Task: Please filter the data below down to the lines holding the string "state".

Collected data:
+ + + + +

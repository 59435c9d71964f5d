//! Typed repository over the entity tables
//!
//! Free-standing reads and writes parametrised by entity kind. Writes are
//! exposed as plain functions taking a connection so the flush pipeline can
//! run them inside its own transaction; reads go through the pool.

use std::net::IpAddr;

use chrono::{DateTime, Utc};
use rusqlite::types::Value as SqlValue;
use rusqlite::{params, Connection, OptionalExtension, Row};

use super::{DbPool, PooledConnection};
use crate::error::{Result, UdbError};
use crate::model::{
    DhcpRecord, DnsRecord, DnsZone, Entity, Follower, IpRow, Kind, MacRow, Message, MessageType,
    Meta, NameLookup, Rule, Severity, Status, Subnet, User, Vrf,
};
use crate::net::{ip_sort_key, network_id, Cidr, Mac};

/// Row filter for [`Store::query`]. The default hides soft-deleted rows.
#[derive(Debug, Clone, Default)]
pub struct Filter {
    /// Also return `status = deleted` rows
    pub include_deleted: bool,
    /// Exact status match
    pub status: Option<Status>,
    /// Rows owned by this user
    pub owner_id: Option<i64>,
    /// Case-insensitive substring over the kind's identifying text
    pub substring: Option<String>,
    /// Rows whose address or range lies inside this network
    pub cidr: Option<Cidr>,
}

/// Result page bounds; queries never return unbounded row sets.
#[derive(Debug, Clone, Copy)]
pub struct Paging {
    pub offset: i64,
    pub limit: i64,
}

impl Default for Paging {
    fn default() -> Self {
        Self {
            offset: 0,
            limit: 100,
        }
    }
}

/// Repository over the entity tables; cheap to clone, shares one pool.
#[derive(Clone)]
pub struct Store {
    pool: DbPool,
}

+ + + + +

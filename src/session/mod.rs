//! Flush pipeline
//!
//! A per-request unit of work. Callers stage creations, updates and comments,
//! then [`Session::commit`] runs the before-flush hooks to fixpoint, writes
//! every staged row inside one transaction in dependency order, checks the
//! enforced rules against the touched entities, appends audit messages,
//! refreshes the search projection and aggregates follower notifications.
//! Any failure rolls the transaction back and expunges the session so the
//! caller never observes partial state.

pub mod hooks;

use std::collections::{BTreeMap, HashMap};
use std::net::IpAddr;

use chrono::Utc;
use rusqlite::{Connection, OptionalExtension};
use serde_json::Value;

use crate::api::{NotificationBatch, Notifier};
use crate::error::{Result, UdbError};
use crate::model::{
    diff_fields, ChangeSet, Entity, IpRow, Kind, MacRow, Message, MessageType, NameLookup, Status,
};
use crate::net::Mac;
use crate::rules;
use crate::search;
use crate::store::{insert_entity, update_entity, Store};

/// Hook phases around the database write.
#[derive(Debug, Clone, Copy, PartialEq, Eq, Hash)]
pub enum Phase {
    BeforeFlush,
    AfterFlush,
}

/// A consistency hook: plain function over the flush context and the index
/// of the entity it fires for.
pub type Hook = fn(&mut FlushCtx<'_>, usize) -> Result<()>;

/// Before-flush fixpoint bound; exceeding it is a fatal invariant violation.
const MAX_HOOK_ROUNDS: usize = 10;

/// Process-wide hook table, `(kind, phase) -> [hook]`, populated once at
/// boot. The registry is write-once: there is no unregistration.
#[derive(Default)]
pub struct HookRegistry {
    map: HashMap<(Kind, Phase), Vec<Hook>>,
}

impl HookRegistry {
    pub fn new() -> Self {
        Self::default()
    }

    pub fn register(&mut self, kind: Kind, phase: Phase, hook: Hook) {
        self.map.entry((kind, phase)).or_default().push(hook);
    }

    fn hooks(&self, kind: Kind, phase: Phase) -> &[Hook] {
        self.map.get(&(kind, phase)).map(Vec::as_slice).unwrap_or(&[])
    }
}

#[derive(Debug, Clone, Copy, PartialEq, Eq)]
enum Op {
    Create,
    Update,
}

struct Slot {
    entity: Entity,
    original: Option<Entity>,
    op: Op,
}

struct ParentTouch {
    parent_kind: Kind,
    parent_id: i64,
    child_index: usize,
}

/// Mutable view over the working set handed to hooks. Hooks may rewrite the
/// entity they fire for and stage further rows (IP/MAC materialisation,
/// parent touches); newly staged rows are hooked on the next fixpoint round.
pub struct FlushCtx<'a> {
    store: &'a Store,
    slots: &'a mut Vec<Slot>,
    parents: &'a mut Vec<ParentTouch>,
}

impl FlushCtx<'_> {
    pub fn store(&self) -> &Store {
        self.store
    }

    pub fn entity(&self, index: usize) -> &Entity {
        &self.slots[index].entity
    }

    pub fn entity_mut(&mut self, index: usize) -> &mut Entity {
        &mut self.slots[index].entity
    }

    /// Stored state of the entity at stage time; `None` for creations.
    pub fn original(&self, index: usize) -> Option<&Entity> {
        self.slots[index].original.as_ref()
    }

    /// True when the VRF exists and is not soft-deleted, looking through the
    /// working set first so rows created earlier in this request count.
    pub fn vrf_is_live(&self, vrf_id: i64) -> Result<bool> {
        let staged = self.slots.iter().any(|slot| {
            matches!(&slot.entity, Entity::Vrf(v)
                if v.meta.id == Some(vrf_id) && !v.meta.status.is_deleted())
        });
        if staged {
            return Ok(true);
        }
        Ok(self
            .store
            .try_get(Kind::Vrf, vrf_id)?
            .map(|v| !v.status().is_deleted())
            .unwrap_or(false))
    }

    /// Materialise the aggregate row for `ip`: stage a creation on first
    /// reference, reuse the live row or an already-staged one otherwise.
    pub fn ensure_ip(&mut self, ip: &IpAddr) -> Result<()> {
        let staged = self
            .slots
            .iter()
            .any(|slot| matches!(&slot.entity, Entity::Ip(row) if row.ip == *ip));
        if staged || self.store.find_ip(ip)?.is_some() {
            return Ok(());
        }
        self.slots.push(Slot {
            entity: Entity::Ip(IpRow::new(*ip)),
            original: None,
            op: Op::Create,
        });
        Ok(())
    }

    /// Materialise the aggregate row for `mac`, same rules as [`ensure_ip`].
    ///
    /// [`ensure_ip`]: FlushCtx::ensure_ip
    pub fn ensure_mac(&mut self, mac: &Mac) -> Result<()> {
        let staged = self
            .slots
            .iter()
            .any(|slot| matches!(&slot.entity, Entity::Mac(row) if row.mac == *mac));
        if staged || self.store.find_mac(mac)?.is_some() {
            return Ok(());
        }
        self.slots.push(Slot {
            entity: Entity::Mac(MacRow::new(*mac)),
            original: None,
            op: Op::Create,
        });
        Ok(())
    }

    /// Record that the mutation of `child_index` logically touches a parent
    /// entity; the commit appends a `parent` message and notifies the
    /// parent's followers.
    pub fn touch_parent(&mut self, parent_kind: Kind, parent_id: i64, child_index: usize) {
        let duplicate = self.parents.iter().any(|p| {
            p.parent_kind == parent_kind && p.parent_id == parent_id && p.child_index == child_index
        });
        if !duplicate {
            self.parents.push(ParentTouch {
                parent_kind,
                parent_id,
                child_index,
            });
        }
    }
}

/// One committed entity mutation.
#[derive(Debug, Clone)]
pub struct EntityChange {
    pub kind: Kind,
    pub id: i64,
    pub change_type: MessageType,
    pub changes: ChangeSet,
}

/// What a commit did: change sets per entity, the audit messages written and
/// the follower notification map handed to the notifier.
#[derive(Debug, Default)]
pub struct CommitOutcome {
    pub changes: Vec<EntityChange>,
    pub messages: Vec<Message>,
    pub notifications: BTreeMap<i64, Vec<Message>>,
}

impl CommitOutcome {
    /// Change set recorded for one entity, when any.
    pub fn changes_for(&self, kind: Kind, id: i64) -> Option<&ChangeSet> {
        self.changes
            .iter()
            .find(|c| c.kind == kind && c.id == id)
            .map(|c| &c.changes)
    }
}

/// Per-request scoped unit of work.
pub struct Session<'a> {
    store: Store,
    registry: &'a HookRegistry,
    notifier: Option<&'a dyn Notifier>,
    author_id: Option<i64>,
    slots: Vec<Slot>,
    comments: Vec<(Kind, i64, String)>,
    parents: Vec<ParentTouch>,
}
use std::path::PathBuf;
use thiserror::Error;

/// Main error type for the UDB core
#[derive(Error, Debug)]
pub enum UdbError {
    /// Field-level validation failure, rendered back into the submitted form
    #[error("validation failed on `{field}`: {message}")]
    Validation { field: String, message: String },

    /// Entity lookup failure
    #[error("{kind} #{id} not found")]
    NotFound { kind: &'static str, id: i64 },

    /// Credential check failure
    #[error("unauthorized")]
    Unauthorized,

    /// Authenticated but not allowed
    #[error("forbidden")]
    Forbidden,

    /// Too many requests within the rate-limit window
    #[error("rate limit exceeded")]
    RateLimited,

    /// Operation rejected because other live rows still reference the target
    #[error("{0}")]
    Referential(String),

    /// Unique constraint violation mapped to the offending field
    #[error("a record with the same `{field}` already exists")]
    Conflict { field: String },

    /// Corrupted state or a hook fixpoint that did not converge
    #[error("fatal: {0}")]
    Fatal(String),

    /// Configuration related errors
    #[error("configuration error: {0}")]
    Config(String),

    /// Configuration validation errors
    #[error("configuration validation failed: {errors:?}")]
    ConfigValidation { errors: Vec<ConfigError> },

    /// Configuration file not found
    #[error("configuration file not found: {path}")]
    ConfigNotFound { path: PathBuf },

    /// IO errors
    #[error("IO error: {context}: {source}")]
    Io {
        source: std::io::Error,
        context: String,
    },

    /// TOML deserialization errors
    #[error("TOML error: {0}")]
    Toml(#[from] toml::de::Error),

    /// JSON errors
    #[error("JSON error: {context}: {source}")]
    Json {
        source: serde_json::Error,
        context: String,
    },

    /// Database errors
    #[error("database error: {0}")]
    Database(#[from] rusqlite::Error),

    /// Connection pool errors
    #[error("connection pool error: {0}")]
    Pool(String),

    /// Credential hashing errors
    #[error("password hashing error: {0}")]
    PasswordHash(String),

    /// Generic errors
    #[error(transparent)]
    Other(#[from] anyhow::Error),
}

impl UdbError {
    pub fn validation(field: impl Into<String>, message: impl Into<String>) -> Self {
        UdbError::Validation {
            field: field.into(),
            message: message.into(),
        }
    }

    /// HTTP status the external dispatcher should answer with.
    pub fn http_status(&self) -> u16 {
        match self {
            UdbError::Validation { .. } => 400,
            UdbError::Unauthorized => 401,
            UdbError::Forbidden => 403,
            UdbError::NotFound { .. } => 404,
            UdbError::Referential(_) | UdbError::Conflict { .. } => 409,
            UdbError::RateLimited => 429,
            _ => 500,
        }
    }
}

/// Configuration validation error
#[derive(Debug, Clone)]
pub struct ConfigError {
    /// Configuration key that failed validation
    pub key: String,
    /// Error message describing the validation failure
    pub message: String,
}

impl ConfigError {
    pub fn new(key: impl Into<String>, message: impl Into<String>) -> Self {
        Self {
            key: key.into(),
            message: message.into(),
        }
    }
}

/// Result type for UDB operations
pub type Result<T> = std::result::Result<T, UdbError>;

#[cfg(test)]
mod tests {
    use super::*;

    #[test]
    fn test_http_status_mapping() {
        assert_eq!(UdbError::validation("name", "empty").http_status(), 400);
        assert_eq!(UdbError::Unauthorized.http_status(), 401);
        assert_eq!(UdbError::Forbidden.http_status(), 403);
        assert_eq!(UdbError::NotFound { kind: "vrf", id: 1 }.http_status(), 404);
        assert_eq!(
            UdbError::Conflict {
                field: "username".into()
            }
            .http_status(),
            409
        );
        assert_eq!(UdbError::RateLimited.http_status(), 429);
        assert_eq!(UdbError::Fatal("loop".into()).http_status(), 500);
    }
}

+ + + + +

Output of the exercise:
//! caller never observes partial state.
    /// Stored state of the entity at stage time; `None` for creations.
    /// Corrupted state or a hook fixpoint that did not converge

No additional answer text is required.